The task
Find all lines below containing the string "Option" and return them.
⁂
use std::ops::{Add, Mul};

/// An axis-aligned rectangle described by its top-left corner and size.
///
/// Used for both source rectangles (pixels within a texture) and destination
/// rectangles (pixels on the render surface). Y grows downwards.
#[derive(Debug, Clone, Copy, Default, PartialEq, Eq, Hash)]
pub struct Rect<T> {
    pub x: T,
    pub y: T,
    pub width: T,
    pub height: T,
}

impl<T> Rect<T> {
    pub const fn new(x: T, y: T, width: T, height: T) -> Self {
        Rect {
            x,
            y,
            width,
            height,
        }
    }
}

impl<T: Copy + Add<Output = T>> Rect<T> {
    pub fn left(&self) -> T {
        self.x
    }

    pub fn top(&self) -> T {
        self.y
    }

    pub fn right(&self) -> T {
        self.x + self.width
    }

    pub fn bottom(&self) -> T {
        self.y + self.height
    }

    pub fn size(&self) -> Size<T> {
        Size {
            width: self.width,
            height: self.height,
        }
    }
}

#[derive(Debug, Clone, Copy, Default, PartialEq, Eq, Hash)]
pub struct Size<T> {
    pub width: T,
    pub height: T,
}

impl<T> Size<T> {
    pub const fn new(width: T, height: T) -> Self {
        Size { width, height }
    }

    pub fn cast<U: From<T>>(self) -> Size<U> {
        Size {
            width: U::from(self.width),
            height: U::from(self.height),
        }
    }
}

impl<T: Default + PartialEq> Size<T> {
    /// Whether either dimension is zero, e.g. a minimized window.
    pub fn is_empty(&self) -> bool {
        self.width == T::default() || self.height == T::default()
    }
}

impl<T: Mul + Copy> Mul<T> for Size<T> {
    type Output = Size<<T as Mul>::Output>;

    fn mul(self, rhs: T) -> Self::Output {
        Size {
            width: self.width * rhs,
            height: self.height * rhs,
        }
    }
}

#[cfg(test)]
mod tests {
    use super::*;

    #[test]
    fn test_rect_edges() {
        let rect = Rect::new(10, 20, 30, 40);

        assert_eq!(rect.left(), 10);
        assert_eq!(rect.top(), 20);
        assert_eq!(rect.right(), 40);
        assert_eq!(rect.bottom(), 60);
        assert_eq!(rect.size(), Size::new(30, 40));
    }

    #[test]
    fn test_default_rect_is_zero() {
        assert_eq!(Rect::<i32>::default(), Rect::new(0, 0, 0, 0));
    }

    #[test]
    fn test_size_cast_and_scale() {
        let size: Size<f64> = Size::new(800u32, 600u32).cast();
        assert_eq!(size, Size::new(800.0, 600.0));
        assert_eq!(Size::new(2, 3) * 4, Size::new(8, 12));
    }

    #[test]
    fn test_size_is_empty() {
        assert!(Size::new(0u32, 0u32).is_empty());
        assert!(Size::new(800u32, 0u32).is_empty());
        assert!(!Size::new(1u32, 1u32).is_empty());
    }
}
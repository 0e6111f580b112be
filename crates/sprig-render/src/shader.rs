//! The sprite shader program and its uniform block.
//!
//! The uniform block holds one transform matrix and one texture-unit index per
//! batch slot:
//!
//! | name             | offset                         |
//! |------------------|--------------------------------|
//! | `u_transforms[i]`| `64 * i`                       |
//! | `u_textures[i]`  | `64 * slots + 16 * i`          |
//!
//! Every location is resolved once when the program is created.

use std::{fmt::Write as _, sync::Arc};

use ahash::AHashMap;
use sprig_core::{math::Mat4, profiling::profile_function};
use sprig_test_utils::{GpuBuffer, GpuShaderProgram, RenderContext, ShaderProgramDescriptor};

use crate::vertex::SpriteVertex;

const TEMPLATE: &str = include_str!("shaders/sprite_batch.wgsl");

const MATRIX_SIZE: u64 = 64;
const UNIT_STRIDE: u64 = 16;

/// Bytes of uniform data needed per batch slot.
pub const UNIFORM_BYTES_PER_SLOT: u64 = MATRIX_SIZE + UNIT_STRIDE;

/// Binding of the first sprite texture. 0 is the uniform block, 1 the sampler.
pub const FIRST_TEXTURE_BINDING: u32 = 2;

/// Byte offset of a uniform inside the program's uniform block.
#[derive(Debug, Clone, Copy, PartialEq, Eq, Hash)]
pub struct UniformLocation {
    offset: u64,
}

impl UniformLocation {
    pub fn offset(&self) -> u64 {
        self.offset
    }
}

/// Generate the WGSL source for a program sampling from `slots` textures.
pub fn generate_source(slots: u32) -> String {
    let mut bindings = String::new();
    let mut cases = String::new();

    for slot in 0..slots {
        let _ = writeln!(
            bindings,
            "@group(0) @binding({}) var t_slot_{slot}: texture_2d<f32>;",
            FIRST_TEXTURE_BINDING + slot
        );
        let _ = writeln!(
            cases,
            "        case {slot}u: {{ color = textureSampleLevel(t_slot_{slot}, s_sprite, input.tex_coord, 0.0); }}"
        );
    }

    TEMPLATE
        .replace("{{SLOTS}}", &slots.to_string())
        .replace("{{TEXTURE_BINDINGS}}", bindings.trim_end())
        .replace("{{SAMPLE_CASES}}", cases.trim_end())
}

/// A compiled sprite shader program together with its uniform buffer.
pub struct ShaderProgram {
    context: Arc<dyn RenderContext>,
    program: GpuShaderProgram,
    uniform_buffer: GpuBuffer,
    locations: AHashMap<String, UniformLocation>,
    texture_slots: u32,
}

impl ShaderProgram {
    /// Compile the sprite program for `texture_slots` slots rendering into `target_format`.
    pub fn new(
        context: Arc<dyn RenderContext>,
        texture_slots: u32,
        target_format: wgpu::TextureFormat,
        label: Option<&str>,
    ) -> Self {
        profile_function!();

        let source = generate_source(texture_slots);
        let uniform_size = UNIFORM_BYTES_PER_SLOT * texture_slots as u64;

        let program = context.create_shader_program(&ShaderProgramDescriptor {
            label,
            source: &source,
            texture_slots,
            uniform_size,
            vertex_layout: SpriteVertex::layout(),
            target_format,
        });

        let uniform_buffer = context.create_buffer(&wgpu::BufferDescriptor {
            label: Some("Sprite Uniform Buffer"),
            size: uniform_size,
            usage: wgpu::BufferUsages::UNIFORM | wgpu::BufferUsages::COPY_DST,
            mapped_at_creation: false,
        });

        let mut locations = AHashMap::with_capacity(texture_slots as usize * 2);
        let units_base = MATRIX_SIZE * texture_slots as u64;
        for slot in 0..texture_slots as u64 {
            locations.insert(
                format!("u_transforms[{slot}]"),
                UniformLocation {
                    offset: MATRIX_SIZE * slot,
                },
            );
            locations.insert(
                format!("u_textures[{slot}]"),
                UniformLocation {
                    offset: units_base + UNIT_STRIDE * slot,
                },
            );
        }

        tracing::debug!(
            "Created sprite shader program with {} texture slots ({} uniform bytes)",
            texture_slots,
            uniform_size
        );

        Self {
            context,
            program,
            uniform_buffer,
            locations,
            texture_slots,
        }
    }

    /// Look up a uniform by name, e.g. `u_transforms[3]`.
    pub fn uniform_location(&self, name: &str) -> Option<UniformLocation> {
        self.locations.get(name).copied()
    }

    pub fn set_uniform_matrix(&self, location: UniformLocation, matrix: &Mat4) {
        self.context
            .write_buffer(&self.uniform_buffer, location.offset, bytemuck::bytes_of(matrix));
    }

    pub fn set_uniform_i32(&self, location: UniformLocation, value: i32) {
        self.context
            .write_buffer(&self.uniform_buffer, location.offset, bytemuck::bytes_of(&value));
    }

    pub fn gpu_program(&self) -> &GpuShaderProgram {
        &self.program
    }

    pub fn uniform_buffer(&self) -> &GpuBuffer {
        &self.uniform_buffer
    }

    pub fn texture_slots(&self) -> u32 {
        self.texture_slots
    }
}

#[cfg(test)]
mod tests {
    use super::*;

    #[test]
    fn test_generated_source_has_binding_per_slot() {
        let source = generate_source(3);

        assert!(source.contains("array<mat4x4<f32>, 3>"));
        assert!(source.contains("array<vec4<i32>, 3>"));
        assert!(source.contains("@binding(2) var t_slot_0"));
        assert!(source.contains("@binding(4) var t_slot_2"));
        assert!(!source.contains("t_slot_3"));
        assert!(source.contains("case 2u:"));
        assert!(!source.contains("{{"));
    }

    mod mock {
        use super::*;
        use sprig_test_utils::MockRenderContext;

        #[test]
        fn test_uniform_locations_are_cached() {
            let mock = Arc::new(MockRenderContext::new());
            let program =
                ShaderProgram::new(mock.clone(), 4, wgpu::TextureFormat::Rgba8UnormSrgb, None);

            assert_eq!(
                program.uniform_location("u_transforms[0]").map(|l| l.offset()),
                Some(0)
            );
            assert_eq!(
                program.uniform_location("u_transforms[3]").map(|l| l.offset()),
                Some(192)
            );
            assert_eq!(
                program.uniform_location("u_textures[0]").map(|l| l.offset()),
                Some(256)
            );
            assert_eq!(
                program.uniform_location("u_textures[3]").map(|l| l.offset()),
                Some(304)
            );
            assert_eq!(program.uniform_location("u_textures[4]"), None);
            assert_eq!(program.uniform_buffer().size(), 320);
            assert_eq!(mock.count_shader_program_creates(), 1);
        }

        #[test]
        fn test_set_uniform_writes_at_location() {
            let mock = Arc::new(MockRenderContext::new());
            let program =
                ShaderProgram::new(mock.clone(), 2, wgpu::TextureFormat::Rgba8UnormSrgb, None);

            let unit = program.uniform_location("u_textures[1]").unwrap();
            program.set_uniform_i32(unit, 1);

            let matrix = Mat4::from_scale(sprig_core::math::Vec3::splat(2.0));
            let transform = program.uniform_location("u_transforms[1]").unwrap();
            program.set_uniform_matrix(transform, &matrix);

            let data = mock.buffer_data(program.uniform_buffer()).unwrap();
            assert_eq!(&data[144..148], &1i32.to_ne_bytes());
            assert_eq!(&data[64..128], bytemuck::bytes_of(&matrix));
        }
    }
}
⁂
Solution
        label: Option<&str>,
    pub fn uniform_location(&self, name: &str) -> Option<UniformLocation> {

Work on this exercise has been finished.